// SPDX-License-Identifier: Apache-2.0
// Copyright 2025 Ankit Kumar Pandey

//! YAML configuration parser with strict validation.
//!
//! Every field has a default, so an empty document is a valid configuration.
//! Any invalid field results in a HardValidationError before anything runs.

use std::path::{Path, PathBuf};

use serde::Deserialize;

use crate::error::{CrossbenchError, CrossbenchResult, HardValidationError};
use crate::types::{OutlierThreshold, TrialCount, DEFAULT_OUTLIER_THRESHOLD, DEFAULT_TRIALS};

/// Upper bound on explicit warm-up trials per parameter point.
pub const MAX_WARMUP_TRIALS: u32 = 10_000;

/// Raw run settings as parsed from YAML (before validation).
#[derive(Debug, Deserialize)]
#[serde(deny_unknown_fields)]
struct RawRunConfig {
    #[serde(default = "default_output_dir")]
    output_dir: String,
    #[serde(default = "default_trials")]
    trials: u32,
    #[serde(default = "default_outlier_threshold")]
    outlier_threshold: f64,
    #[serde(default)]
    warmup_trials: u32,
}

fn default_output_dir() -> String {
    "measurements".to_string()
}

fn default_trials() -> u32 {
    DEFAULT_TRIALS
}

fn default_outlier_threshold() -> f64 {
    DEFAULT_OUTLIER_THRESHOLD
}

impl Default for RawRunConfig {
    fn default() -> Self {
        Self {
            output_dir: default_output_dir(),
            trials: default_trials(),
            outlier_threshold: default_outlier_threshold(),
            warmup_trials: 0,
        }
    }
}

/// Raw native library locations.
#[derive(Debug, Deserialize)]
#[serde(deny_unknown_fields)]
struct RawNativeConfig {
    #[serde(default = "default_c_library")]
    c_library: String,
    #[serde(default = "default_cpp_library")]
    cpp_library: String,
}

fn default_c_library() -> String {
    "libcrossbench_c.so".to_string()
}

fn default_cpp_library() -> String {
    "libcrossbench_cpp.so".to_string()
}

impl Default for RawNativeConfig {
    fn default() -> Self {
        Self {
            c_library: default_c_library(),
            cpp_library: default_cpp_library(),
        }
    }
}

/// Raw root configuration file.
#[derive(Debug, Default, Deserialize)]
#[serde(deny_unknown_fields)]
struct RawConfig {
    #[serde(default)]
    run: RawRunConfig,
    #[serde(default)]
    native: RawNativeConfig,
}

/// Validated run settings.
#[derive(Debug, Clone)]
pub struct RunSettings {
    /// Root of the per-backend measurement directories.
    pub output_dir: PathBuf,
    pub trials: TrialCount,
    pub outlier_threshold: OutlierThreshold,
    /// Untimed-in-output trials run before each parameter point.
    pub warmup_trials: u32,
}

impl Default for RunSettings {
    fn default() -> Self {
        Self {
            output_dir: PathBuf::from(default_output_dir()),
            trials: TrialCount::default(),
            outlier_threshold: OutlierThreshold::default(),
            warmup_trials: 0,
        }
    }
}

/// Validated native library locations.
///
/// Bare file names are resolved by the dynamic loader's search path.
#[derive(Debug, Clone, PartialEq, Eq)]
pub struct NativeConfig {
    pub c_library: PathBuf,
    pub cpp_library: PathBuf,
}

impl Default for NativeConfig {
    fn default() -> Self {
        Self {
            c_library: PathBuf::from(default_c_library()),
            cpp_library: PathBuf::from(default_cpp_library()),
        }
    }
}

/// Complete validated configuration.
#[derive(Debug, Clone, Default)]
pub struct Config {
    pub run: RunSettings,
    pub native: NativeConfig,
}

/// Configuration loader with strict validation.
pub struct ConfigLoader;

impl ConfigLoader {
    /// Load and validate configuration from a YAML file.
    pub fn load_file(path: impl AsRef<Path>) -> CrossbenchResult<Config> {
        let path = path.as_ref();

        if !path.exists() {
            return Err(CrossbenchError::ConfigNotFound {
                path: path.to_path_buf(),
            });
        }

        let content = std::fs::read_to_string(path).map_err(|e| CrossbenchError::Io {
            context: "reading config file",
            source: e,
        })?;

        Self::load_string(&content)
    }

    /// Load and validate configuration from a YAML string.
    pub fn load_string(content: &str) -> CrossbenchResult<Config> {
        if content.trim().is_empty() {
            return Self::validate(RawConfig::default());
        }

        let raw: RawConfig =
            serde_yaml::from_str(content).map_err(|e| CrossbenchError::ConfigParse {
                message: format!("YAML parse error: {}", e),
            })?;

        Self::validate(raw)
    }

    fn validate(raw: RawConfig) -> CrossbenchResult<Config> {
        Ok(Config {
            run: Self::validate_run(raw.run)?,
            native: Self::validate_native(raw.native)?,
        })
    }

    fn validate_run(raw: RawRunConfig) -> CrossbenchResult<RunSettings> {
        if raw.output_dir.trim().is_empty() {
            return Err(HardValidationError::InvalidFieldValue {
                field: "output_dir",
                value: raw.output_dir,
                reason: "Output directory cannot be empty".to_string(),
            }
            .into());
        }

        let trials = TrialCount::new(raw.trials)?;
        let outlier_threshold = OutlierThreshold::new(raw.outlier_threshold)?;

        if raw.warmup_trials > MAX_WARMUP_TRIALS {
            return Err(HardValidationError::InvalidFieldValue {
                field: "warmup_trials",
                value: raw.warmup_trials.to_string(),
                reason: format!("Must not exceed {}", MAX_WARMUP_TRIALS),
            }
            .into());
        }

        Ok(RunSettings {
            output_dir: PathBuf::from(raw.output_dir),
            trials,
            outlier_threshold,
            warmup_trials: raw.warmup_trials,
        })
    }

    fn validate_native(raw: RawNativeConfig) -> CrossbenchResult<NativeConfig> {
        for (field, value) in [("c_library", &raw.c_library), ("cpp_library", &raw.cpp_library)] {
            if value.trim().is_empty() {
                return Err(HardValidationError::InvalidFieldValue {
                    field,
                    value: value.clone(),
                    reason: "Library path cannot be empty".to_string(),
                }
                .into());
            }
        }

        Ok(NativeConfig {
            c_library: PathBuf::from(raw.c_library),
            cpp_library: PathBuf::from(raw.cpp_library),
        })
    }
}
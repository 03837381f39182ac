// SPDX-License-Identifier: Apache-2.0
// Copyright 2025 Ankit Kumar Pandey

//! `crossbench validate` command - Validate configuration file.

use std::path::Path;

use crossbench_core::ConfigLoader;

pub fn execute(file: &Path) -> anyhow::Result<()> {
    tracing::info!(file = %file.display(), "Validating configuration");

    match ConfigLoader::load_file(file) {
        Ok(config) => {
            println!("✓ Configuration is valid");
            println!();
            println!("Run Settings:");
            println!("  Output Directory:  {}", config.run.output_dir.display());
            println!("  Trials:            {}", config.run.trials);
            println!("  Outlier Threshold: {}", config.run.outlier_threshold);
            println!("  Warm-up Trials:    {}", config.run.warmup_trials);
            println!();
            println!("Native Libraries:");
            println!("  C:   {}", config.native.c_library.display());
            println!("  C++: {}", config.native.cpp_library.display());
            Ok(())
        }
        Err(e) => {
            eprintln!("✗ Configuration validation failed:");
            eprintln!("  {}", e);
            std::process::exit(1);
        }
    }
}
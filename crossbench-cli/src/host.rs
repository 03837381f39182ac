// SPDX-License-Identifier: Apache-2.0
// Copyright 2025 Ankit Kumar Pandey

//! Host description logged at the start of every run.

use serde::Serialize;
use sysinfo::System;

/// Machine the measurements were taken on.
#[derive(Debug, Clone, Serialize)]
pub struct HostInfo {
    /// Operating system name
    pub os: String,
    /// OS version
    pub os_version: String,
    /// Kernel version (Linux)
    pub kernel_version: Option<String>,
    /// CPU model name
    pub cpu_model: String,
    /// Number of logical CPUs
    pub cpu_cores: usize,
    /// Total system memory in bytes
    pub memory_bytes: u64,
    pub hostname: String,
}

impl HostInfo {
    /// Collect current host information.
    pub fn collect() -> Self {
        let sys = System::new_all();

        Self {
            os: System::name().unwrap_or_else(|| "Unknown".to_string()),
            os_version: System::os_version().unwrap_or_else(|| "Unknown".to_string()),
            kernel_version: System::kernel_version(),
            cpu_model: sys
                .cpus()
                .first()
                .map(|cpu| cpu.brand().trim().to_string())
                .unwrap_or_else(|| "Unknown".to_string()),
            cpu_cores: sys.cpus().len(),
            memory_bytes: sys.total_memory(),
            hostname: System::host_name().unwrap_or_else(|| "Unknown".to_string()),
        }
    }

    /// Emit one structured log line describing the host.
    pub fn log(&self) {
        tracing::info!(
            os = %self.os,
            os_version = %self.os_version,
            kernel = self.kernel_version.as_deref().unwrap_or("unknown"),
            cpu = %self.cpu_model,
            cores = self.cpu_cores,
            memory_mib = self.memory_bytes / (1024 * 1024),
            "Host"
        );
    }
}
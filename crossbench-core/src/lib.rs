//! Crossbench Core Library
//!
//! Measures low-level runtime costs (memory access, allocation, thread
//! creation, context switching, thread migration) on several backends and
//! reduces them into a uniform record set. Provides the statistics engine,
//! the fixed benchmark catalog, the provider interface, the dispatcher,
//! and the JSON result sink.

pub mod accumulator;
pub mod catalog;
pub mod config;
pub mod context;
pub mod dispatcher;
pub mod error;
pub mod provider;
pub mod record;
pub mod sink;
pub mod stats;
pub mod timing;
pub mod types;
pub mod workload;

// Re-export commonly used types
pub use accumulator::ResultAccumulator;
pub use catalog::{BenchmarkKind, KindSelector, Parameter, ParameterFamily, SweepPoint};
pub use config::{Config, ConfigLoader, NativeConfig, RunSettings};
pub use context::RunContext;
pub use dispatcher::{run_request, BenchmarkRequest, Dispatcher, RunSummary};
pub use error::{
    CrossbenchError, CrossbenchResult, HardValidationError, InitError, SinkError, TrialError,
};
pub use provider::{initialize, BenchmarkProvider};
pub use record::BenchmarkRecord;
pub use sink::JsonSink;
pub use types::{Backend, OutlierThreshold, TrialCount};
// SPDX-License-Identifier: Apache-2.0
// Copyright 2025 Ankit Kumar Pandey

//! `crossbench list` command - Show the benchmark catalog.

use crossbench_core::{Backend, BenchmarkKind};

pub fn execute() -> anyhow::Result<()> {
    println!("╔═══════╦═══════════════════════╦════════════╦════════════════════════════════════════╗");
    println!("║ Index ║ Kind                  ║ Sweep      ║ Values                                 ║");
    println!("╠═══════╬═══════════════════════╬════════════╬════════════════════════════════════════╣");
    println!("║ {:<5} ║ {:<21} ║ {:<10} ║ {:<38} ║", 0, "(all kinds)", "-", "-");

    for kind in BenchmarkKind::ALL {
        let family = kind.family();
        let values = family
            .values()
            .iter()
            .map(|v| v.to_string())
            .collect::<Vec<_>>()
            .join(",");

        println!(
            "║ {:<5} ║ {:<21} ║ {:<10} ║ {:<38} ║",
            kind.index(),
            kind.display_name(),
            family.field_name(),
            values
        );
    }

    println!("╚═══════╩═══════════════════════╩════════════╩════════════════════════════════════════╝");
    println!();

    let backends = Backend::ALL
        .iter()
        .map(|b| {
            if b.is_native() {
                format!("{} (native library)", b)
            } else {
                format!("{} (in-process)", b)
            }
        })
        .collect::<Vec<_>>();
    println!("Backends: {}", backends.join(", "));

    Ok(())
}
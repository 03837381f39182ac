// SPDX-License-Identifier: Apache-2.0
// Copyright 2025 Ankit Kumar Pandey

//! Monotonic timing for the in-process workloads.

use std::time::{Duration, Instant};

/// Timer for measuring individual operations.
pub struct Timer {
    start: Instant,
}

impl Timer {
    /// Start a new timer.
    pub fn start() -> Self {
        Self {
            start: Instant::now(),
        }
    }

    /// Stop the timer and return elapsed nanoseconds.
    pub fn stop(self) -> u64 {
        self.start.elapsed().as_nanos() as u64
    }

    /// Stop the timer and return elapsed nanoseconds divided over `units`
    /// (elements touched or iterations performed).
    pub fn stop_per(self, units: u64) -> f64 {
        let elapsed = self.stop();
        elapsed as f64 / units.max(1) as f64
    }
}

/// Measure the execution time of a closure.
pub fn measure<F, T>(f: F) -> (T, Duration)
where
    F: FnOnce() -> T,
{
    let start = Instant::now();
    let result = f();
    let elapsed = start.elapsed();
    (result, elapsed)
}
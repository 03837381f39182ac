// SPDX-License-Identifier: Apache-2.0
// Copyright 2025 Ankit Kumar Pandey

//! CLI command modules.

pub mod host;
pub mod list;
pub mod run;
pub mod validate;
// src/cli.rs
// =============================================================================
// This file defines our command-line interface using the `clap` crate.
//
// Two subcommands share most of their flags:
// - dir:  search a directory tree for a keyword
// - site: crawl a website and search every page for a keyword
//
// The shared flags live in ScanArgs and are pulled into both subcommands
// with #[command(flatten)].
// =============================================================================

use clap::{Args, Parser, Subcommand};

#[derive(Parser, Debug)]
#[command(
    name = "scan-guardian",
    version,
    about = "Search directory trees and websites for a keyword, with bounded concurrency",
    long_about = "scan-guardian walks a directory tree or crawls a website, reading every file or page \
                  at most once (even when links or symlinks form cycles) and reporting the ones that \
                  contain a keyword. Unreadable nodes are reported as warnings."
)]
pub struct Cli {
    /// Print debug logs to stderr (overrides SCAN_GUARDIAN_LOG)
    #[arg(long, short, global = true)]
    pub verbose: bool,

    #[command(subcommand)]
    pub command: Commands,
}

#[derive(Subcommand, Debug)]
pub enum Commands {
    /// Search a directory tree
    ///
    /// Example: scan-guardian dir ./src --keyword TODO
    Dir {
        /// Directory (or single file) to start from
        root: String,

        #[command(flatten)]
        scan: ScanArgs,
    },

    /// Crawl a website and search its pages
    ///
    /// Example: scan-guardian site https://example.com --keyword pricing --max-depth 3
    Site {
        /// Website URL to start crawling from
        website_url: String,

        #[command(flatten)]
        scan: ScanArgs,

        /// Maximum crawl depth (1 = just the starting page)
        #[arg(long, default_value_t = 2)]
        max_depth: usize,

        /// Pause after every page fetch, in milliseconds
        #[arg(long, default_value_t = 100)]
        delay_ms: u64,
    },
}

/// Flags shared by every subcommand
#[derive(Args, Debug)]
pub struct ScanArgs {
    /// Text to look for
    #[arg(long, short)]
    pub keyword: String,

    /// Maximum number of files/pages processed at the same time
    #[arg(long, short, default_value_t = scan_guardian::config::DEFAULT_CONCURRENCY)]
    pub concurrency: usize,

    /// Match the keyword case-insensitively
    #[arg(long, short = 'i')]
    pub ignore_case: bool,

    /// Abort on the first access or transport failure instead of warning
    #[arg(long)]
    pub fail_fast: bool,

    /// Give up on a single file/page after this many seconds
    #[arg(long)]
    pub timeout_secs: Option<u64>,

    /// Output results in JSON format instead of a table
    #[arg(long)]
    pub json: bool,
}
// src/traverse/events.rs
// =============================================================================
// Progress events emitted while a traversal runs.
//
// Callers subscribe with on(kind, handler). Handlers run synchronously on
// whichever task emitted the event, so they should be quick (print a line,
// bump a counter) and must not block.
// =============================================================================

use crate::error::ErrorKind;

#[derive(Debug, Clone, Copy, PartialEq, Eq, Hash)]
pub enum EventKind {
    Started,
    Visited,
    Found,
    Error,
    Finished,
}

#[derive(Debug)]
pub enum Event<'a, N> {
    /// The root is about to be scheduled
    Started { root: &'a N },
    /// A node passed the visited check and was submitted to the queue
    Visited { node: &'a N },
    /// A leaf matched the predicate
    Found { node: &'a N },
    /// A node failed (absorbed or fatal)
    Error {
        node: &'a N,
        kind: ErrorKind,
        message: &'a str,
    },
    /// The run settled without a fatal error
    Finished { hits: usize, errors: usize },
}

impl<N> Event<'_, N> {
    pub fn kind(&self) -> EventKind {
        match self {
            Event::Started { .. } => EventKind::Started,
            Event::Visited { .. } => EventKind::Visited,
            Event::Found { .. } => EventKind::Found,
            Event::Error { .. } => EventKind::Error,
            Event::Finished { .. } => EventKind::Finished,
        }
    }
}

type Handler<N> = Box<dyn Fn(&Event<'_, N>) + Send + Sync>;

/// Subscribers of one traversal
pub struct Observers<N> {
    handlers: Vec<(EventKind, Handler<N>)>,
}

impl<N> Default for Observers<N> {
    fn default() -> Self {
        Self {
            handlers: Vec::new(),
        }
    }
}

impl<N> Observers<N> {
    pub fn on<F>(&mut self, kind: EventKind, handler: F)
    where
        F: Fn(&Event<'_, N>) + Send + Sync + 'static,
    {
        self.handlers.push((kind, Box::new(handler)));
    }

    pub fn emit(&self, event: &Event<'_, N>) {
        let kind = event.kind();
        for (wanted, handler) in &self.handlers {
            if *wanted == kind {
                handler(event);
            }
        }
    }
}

* * * * * * *

Description of the task
Reproduce every line of the records containing the string "elapsed".

Answer to this exercise
    /// Stop the timer and return elapsed nanoseconds.
        self.start.elapsed().as_nanos() as u64
    /// Stop the timer and return elapsed nanoseconds divided over `units`
        let elapsed = self.stop();
        elapsed as f64 / units.max(1) as f64
    let elapsed = start.elapsed();
    (result, elapsed)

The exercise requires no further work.